Jose B Nevado, Marcelo Severino B Imasa
Coronary Artery Disease 2008, 19 (3): 153-61

BACKGROUND: Unstable angina and non-ST elevation myocardial infarction (NSTEMI) are common acute coronary events. Homocysteine is a novel risk factor for coronary heart diseases. Together with the conventional risk factors, they may affect the outcome of non-ST coronary events.

OBJECTIVE: This study aims to determine the effect of clinical risk factors that are responsible for the occurrence of mortality, and the composite outcome of mortality, nonfatal myocardial infarction and serious rehospitalization within 6 months after the onset of non-ST acute coronary syndromes.

METHODS: A total of 124 Filipino patients were interviewed and tested for blood homocysteine levels and lipid profiles. Outcomes were assessed after 6 months.

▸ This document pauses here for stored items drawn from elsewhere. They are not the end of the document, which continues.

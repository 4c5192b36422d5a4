//! Policy loop integration: audit log → insights → proposals.
//!
//! Uses a JSONL audit file in a temp dir and hand-built judge feedback so
//! the averages are exact.

use std::collections::BTreeMap;
use std::sync::{Arc, Mutex};

use async_trait::async_trait;
use chrono::{DateTime, Duration, Utc};
use panel_coordination::{
    compute_insights, insights_from_store, Aggregator, AuditLogEntry, AuditStore, DebateLog,
    Generation, GenerationError, GenerationService, JsonlAuditLog, JudgeFeedback, LocalFs,
    PolicyInsights, ProposalConfig, ProposalGenerator, ProposalOutcome, ProposalStore,
    ReviewerDefinitions, ReviewerResult,
};
use tempfile::TempDir;
use tokio_util::sync::CancellationToken;

fn feedback(role: &str, score: f64, signal: &str) -> JudgeFeedback {
    JudgeFeedback {
        role: role.into(),
        argument_quality_score: score,
        argument_labels: vec![],
        policy_signal: signal.into(),
    }
}

fn entry(hash: &str, at: DateTime<Utc>, judge_feedback: Vec<JudgeFeedback>) -> AuditLogEntry {
    let mut round = Aggregator::default()
        .aggregate(
            hash,
            vec![
                ReviewerResult::from_findings("security", vec![], 0.9, 8.0),
                ReviewerResult::from_findings("testing", vec![], 0.9, 8.0),
            ],
        )
        .unwrap()
        .round;
    round.timestamp = at;
    AuditLogEntry::from_round(
        round,
        Some(DebateLog {
            judge_feedback,
            ..Default::default()
        }),
    )
}

fn seeded_log(dir: &TempDir, as_of: DateTime<Utc>) -> JsonlAuditLog {
    let log = JsonlAuditLog::new(dir.path().join("audit.jsonl"));
    log.append(&entry(
        "p1",
        as_of - Duration::days(2),
        vec![
            feedback("security", 8.0, "keep citing evidence"),
            feedback("testing", 6.0, "older signal"),
        ],
    ))
    .unwrap();
    log.append(&entry(
        "p2",
        as_of - Duration::days(1),
        vec![
            feedback("security", 7.0, ""),
            feedback("testing", 5.0, "name concrete test cases"),
        ],
    ))
    .unwrap();
    // Outside a 7-day window.
    log.append(&entry(
        "p0",
        as_of - Duration::days(20),
        vec![feedback("testing", 0.0, "ancient")],
    ))
    .unwrap();
    log
}

// ── Insights ───────────────────────────────────────────────────────

#[test]
fn test_policy_loop_thresholds() {
    let dir = TempDir::new().unwrap();
    let as_of = Utc::now();
    let log = seeded_log(&dir, as_of);

    let insights = insights_from_store(&log, 7, as_of).unwrap();
    assert_eq!(insights.len(), 2);

    let security = &insights["security"];
    assert_eq!(security.avg_argument_quality, 7.5);
    assert!(!security.needs_update);
    assert_eq!(security.debate_count, 2);

    let testing = &insights["testing"];
    assert_eq!(testing.avg_argument_quality, 5.5);
    assert!(testing.needs_update);
    // Window is newest-first, so the most recent signal wins.
    assert_eq!(
        testing.policy_signal.as_deref(),
        Some("name concrete test cases")
    );
    assert_eq!(
        security.policy_signal.as_deref(),
        Some("keep citing evidence")
    );
}

#[test]
fn test_average_order_independent_signal_order_dependent() {
    let now = Utc::now();
    let forward = vec![
        entry("a", now, vec![feedback("r", 3.0, "first")]),
        entry("b", now, vec![feedback("r", 9.0, "second")]),
        entry("c", now, vec![feedback("r", 4.5, "third")]),
    ];
    let mut reversed = forward.clone();
    reversed.reverse();

    let f = compute_insights(7, &forward, now);
    let r = compute_insights(7, &reversed, now);
    assert_eq!(f["r"].avg_argument_quality, r["r"].avg_argument_quality);
    assert_eq!(f["r"].debate_count, r["r"].debate_count);
    assert_eq!(f["r"].policy_signal.as_deref(), Some("first"));
    assert_eq!(r["r"].policy_signal.as_deref(), Some("third"));
}

#[test]
fn test_window_boundary() {
    let dir = TempDir::new().unwrap();
    let as_of = Utc::now();
    let log = seeded_log(&dir, as_of);

    let wide = insights_from_store(&log, 30, as_of).unwrap();
    assert_eq!(wide["testing"].debate_count, 3);
    assert!((wide["testing"].avg_argument_quality - 3.67).abs() < 1e-9);

    // Looking back from before the entries existed sees nothing.
    let early = insights_from_store(&log, 7, as_of - Duration::days(30)).unwrap();
    assert!(early.is_empty());
}

// ── Proposals from insights ────────────────────────────────────────

#[derive(Default)]
struct Drafting {
    roles: Mutex<Vec<String>>,
}

#[async_trait]
impl GenerationService for Drafting {
    async fn generate(&self, _system: &str, user: &str) -> Result<Generation, GenerationError> {
        let role = user
            .split("## Reviewer role\n\n")
            .nth(1)
            .and_then(|r| r.lines().next())
            .unwrap_or("")
            .to_string();
        self.roles.lock().unwrap().push(role.clone());
        Ok(Generation::text(format!(
            "You review prompts for {}.\nAlways name concrete test cases.",
            role
        )))
    }
}

#[tokio::test]
async fn test_proposals_only_for_roles_needing_update() {
    let dir = TempDir::new().unwrap();
    let as_of = Utc::now();
    let log = seeded_log(&dir, as_of);
    let insights: BTreeMap<String, PolicyInsights> = insights_from_store(&log, 7, as_of).unwrap();

    let defs_root = dir.path().join("reviewers");
    std::fs::create_dir_all(&defs_root).unwrap();
    std::fs::write(defs_root.join("security.md"), "You review prompts for security.").unwrap();
    std::fs::write(
        defs_root.join("testing.md"),
        "---\nname: Testing\n---\nYou review prompts for testing.",
    )
    .unwrap();
    let before_security = std::fs::read_to_string(defs_root.join("security.md")).unwrap();
    let before_testing = std::fs::read_to_string(defs_root.join("testing.md")).unwrap();

    let definitions = ReviewerDefinitions::new(&defs_root);
    let store = ProposalStore::new(dir.path().join("proposals"), &definitions, LocalFs).unwrap();
    let generation = Arc::new(Drafting::default());
    let generator = ProposalGenerator::new(
        generation.clone(),
        definitions,
        store,
        ProposalConfig::default(),
    );

    let outcomes = generator
        .propose_all(&insights, &CancellationToken::new())
        .await;
    assert_eq!(outcomes.len(), 1);
    assert_eq!(outcomes[0].role(), "testing");
    assert_eq!(*generation.roles.lock().unwrap(), vec!["testing".to_string()]);

    let ProposalOutcome::Written { path, proposal } = &outcomes[0] else {
        panic!("expected a written proposal, got {:?}", outcomes[0]);
    };
    assert_eq!(proposal.current_prompt, "You review prompts for testing.");
    assert_eq!(proposal.diff_summary, "+1 / -0 lines");
    let md = std::fs::read_to_string(path).unwrap();
    assert!(md.contains("Policy signal: name concrete test cases"));

    // Live definitions untouched.
    assert_eq!(
        std::fs::read_to_string(defs_root.join("security.md")).unwrap(),
        before_security
    );
    assert_eq!(
        std::fs::read_to_string(defs_root.join("testing.md")).unwrap(),
        before_testing
    );
}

RESULTS: Homocysteinemia (>16 micromol/l) is associated with increased mortality and composite outcomes (mortality, nonfatal reinfarction, and serious rehospitalization), even if adjusted for conventional risk factors. No association was detected for the conventional risk factors. Earlier acute coronary syndrome was found to be positively associated with mortality and the composite outcomes. Early stroke is associated with increased composite outcomes, whereas greater mortality and adverse outcomes were observed in NSTEMI compared with intermediate-risk unstable angina.

CONCLUSION: Increased homocysteine level is associated with mortality and serious nonfatal outcomes in patients with unstable angina and NSTEMI.